Following in the footsteps of his father, Hayashi Razan, Gahō (formerly Harukatsu) would devote a lifetime to expressing and disseminating the official neo-Confucian doctrine of the Tokugawa shogunate. Like his distinguished father, Gahō's teaching and scholarly written work emphasized Neo-Confucianist virtues and order.〔Ponsonby-Fane, R. (1956). ''Kyoto: the Old Capital of Japan, 794-1869,'' p. 418.〕
==Academician==
Gahō became the unofficial rector of what would become Edo’s Confucian Academy, the Shōhei-kō (afterwards known as the Yushima Seidō).〔Nussbaum, Louis Frédéric ''et al.''. (2005). ''Japan Encyclopedia,'' p. 300.〕 This institution stood at the apex of the country-wide educational and training system which was created and maintained by the Tokugawa shogunate. Gahō's hereditary title was ''Daigaku-no-kami,'' which, in the context of the Tokugawa shogunate hierarchy, effectively translates as "head of the state university.''〔Ponsonby-Fane, p. 418.〕
In the elevated context his father engendered, Gahō worked on editing a chronicle of Japanese emperors compiled in conformance with his father's principles. ''Nihon Ōdai Ichiran'' grew into a seven-volume text which was completed in 1650. Gahō himself was accepted as a noteworthy scholar in that period; but the potent Shōhei-kō and Hayashi family links to the work’s circulation are part of the explanation for this work's 18th and 19th century popularity. Contemporary readers must have found some degree of usefulness in this summary drawn from historical records.

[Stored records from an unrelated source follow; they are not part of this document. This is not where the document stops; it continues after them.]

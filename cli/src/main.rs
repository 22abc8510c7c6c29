//! Dynatrace Writer CLI
//!
//! Streams newline-delimited JSON samples to the Dynatrace metrics ingest API.
//!
//! # Usage
//!
//! ```bash
//! dtwriter --help
//! dtwriter --out "url=https://abc123.live.dynatrace.com/api/v2/metrics/ingest" < samples.ndjson
//! dtwriter --config dynatrace.json run --input samples.ndjson
//! dtwriter --config dynatrace.json config
//! ```

#![deny(unsafe_code)]

use anyhow::{Context, Result};
use clap::{Parser, Subcommand};
use serde_json::{json, Value};
use shared::config::Config;
use shared::models::RawSample;
use std::path::{Path, PathBuf};
use std::time::Duration;
use tokio::io::{AsyncBufReadExt, AsyncRead, BufReader};
use writer::{Output, OutputParams};

const REDACTED: &str = "<redacted>";
const DRAIN_POLL_INTERVAL: Duration = Duration::from_millis(50);

/// Dynatrace writer - export load-test samples to the metrics ingest API
#[derive(Parser)]
#[command(name = "dtwriter")]
#[command(author, version, about, long_about = None)]
struct Cli {
    /// JSON configuration file
    #[arg(short, long, env = "DTWRITER_CONFIG")]
    config: Option<PathBuf>,

    /// Inline configuration, e.g. `url=https://host/api,flushPeriod=5s`
    #[arg(short, long, env = "DTWRITER_OUT", default_value = "")]
    out: String,

    #[command(subcommand)]
    command: Option<Commands>,
}

#[derive(Subcommand)]
enum Commands {
    /// Read samples and export them (default)
    Run {
        /// Newline-delimited JSON samples; stdin when omitted
        #[arg(short, long)]
        input: Option<PathBuf>,
    },
    /// Print the resolved configuration
    Config,
}

#[tokio::main]
async fn main() -> Result<()> {
    dotenvy::dotenv().ok();

    tracing_subscriber::fmt()
        .with_env_filter(
            tracing_subscriber::EnvFilter::try_from_default_env()
                .unwrap_or_else(|_| tracing_subscriber::EnvFilter::new("info")),
        )
        .init();

    let cli = Cli::parse();
    let params = OutputParams::from_process_env(read_json_config(cli.config.as_deref())?, &cli.out);

    match cli.command {
        Some(Commands::Config) => {
            let config = Config::resolve(
                params.json_config.as_deref(),
                &params.environment,
                &params.config_argument,
            )?;
            println!("{}", serde_json::to_string_pretty(&describe_config(&config)?)?);
        }
        Some(Commands::Run { input }) => run(params, input.as_deref()).await?,
        None => run(params, None).await?,
    }

    Ok(())
}

fn read_json_config(path: Option<&Path>) -> Result<Option<String>> {
    path.map(|path| {
        std::fs::read_to_string(path)
            .with_context(|| format!("failed to read config file {}", path.display()))
    })
    .transpose()
}

/// Renders the resolved configuration with the API token hidden.
fn describe_config(config: &Config) -> Result<Value> {
    let request = config.request_config()?;
    Ok(json!({
        "url": config.url,
        "requestUrl": request.url.as_str(),
        "insecureSkipTLSVerify": config.insecure_skip_tls_verify,
        "caCertFile": config.ca_cert_file,
        "apitoken": config.api_token.as_ref().map(|_| REDACTED),
        "flushPeriod": format!("{:?}", config.flush_period),
        "headers": config.headers,
        "keepTags": config.keep_tags,
        "keepNameTag": config.keep_name_tag,
        "keepUrlTag": config.keep_url_tag,
    }))
}

/// Parses one input line. Blank lines yield `Ok(None)`.
fn parse_sample(line: &str) -> Result<Option<RawSample>> {
    let line = line.trim();
    if line.is_empty() {
        return Ok(None);
    }
    let sample: RawSample = serde_json::from_str(line).context("malformed sample")?;
    sample.validate_sample()?;
    Ok(Some(sample))
}

async fn run(params: OutputParams, input: Option<&Path>) -> Result<()> {
    let output = Output::new(params)?;
    tracing::info!(description = output.description(), "Output initialized");
    output.start()?;

    let reader: Box<dyn AsyncRead + Unpin + Send> = match input {
        Some(path) => Box::new(
            tokio::fs::File::open(path)
                .await
                .with_context(|| format!("failed to open input {}", path.display()))?,
        ),
        None => Box::new(tokio::io::stdin()),
    };

    tokio::select! {
        result = forward_samples(&output, reader) => {
            let (accepted, rejected) = result?;
            tracing::info!(accepted, rejected, "End of input");
            wait_for_drain(&output).await;
        }
        _ = tokio::signal::ctrl_c() => {
            tracing::info!("Interrupted");
        }
    }

    output.stop().await;
    Ok(())
}

/// Buffers every valid sample from `reader`.
///
/// # Returns
///
/// The number of accepted and rejected lines.
async fn forward_samples(
    output: &Output,
    reader: impl AsyncRead + Unpin,
) -> Result<(usize, usize)> {
    let mut lines = BufReader::new(reader).lines();
    let mut accepted = 0;
    let mut rejected = 0;
    let mut line_number = 0;

    while let Some(line) = lines.next_line().await.context("failed to read input")? {
        line_number += 1;
        match parse_sample(&line) {
            Ok(Some(sample)) => {
                output.add_sample(sample);
                accepted += 1;
            }
            Ok(None) => {}
            Err(e) => {
                tracing::warn!(line = line_number, error = %format!("{e:#}"), "Skipping sample");
                rejected += 1;
            }
        }
    }

    Ok((accepted, rejected))
}

// Stopping does not flush, so give the loop up to two periods to pick up the tail.
async fn wait_for_drain(output: &Output) {
    let deadline = tokio::time::Instant::now() + output.config().flush_period * 2;
    let buffer = output.buffer();
    while !buffer.is_empty() && tokio::time::Instant::now() < deadline {
        tokio::time::sleep(DRAIN_POLL_INTERVAL).await;
    }
    if !buffer.is_empty() {
        tracing::warn!(pending = buffer.len(), "Samples left unsent");
    }
}

#[cfg(test)]
mod tests {
    use super::*;
    use std::collections::HashMap;
    use tokio_test::{assert_err, assert_ok};

    #[test]
    fn test_cli_parse() {
        let cli = assert_ok!(Cli::try_parse_from(["dtwriter"]));
        assert!(cli.command.is_none());
        assert!(cli.config.is_none());
    }

    #[test]
    fn test_cli_run_command() {
        let cli = assert_ok!(Cli::try_parse_from([
            "dtwriter",
            "--out",
            "url=https://h/api,flushPeriod=2s",
            "run",
            "--input",
            "samples.ndjson",
        ]));
        assert_eq!(cli.out, "url=https://h/api,flushPeriod=2s");
        match cli.command {
            Some(Commands::Run { input }) => {
                assert_eq!(input, Some(PathBuf::from("samples.ndjson")));
            }
            _ => panic!("expected run command"),
        }
    }

    #[test]
    fn test_cli_config_command() {
        let cli = assert_ok!(Cli::try_parse_from(["dtwriter", "-c", "dt.json", "config"]));
        assert_eq!(cli.config, Some(PathBuf::from("dt.json")));
        assert!(matches!(cli.command, Some(Commands::Config)));
    }

    #[test]
    fn test_parse_sample() {
        let sample = assert_ok!(parse_sample(
            r#"{"name":"vus","value":3,"tags":{"scenario":"default"}}"#
        ))
        .unwrap();
        assert_eq!(sample.name, "vus");
        assert!((sample.value - 3.0).abs() < f64::EPSILON);

        assert!(assert_ok!(parse_sample("   ")).is_none());
        assert_err!(parse_sample("not json"));
        let err = assert_err!(parse_sample(r#"{"name":"","value":1}"#));
        assert!(err.to_string().contains("empty"));
    }

    #[test]
    fn test_describe_config_redacts_token() {
        let config = Config::resolve(
            Some(r#"{"url":"https://h/api","apitoken":"secret"}"#),
            &HashMap::new(),
            "",
        )
        .unwrap();

        let described = assert_ok!(describe_config(&config));

        assert_eq!(described["apitoken"], REDACTED);
        assert_eq!(described["requestUrl"], "https://h/api");
        assert_eq!(described["flushPeriod"], "10s");
        assert!(!described.to_string().contains("secret"));
    }

    #[test]
    fn test_describe_config_requires_url() {
        let config = Config::default();
        assert_err!(describe_config(&config));
    }

    #[test]
    fn test_read_json_config_missing_file() {
        assert!(assert_ok!(read_json_config(None)).is_none());
        let err = assert_err!(read_json_config(Some(Path::new("/nonexistent/dt.json"))));
        assert!(err.to_string().contains("dt.json"));
    }
}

The narrative of ''Nihon Ōdai Ichiran'' stops around 1600, most likely in deference to the sensibilities of the Tokugawa regime. Gahō's text did not continue up through his present day; rather, he terminated the chronicles just before the last pre-Tokugawa ruler. Gahō modestly observed that "in a book intended for the shogun's eyes, it is incumbent upon one to be circumspect."〔(Hoffman, Michael. "A man in the soul of Japan" ), ''Japan Times,'' September 10, 2006.〕 This book was published in the mid-17th century and it was reissued in 1803, "perhaps because it was a necessary reference work for officials."〔Screech, ''Secret Memoirs of the Shoguns: Isaac Titsingh and Japan, 1779-1822.'' p. 65.〕
Gahō would become his father's successor as advisor to the shogun.〔 He was, in his lifetime, the Tokugawa shogunate's chief scholar. After Razan's death, Gahō finished work his father had begun, including a number of other works designed to help readers learn from Japan's history. In 1665, Gahō published an anthology of historical poems (''Honchō Ichinin Isshu'').〔Keene, Donald. (1999). ''Travelers of a Hundred Ages,'' p.430.〕 In 1670, the Hayashi family's scholarly reputation was burnished when Gahō published the 310 volumes of .〔Brownlee, John. (1999). ''Political Thought in Japanese Historical Writing,'' p. 120〕
Together with his brother, Hayashi Dokkōsai (formerly Morikatsu), Gahō compiled, edited and posthumously published selections from their father's body of writings:
* ''Hayashi Razan bunshū'' (''The Collected Works of Hayashi Razan''), reissued in 1918
* ''Razan Sensei Isshū'' (Master Razan's Poems''), reissued in 1921
Gahō's son, Hayashi Hōkō (formerly Nobuatsu), would eventuially inherit the position as head of the Shōhei-kō or Yushima Seidō, as well as the honorific ''Daigaku-no kami;'' and his progeny would continue the Hayashi traditions.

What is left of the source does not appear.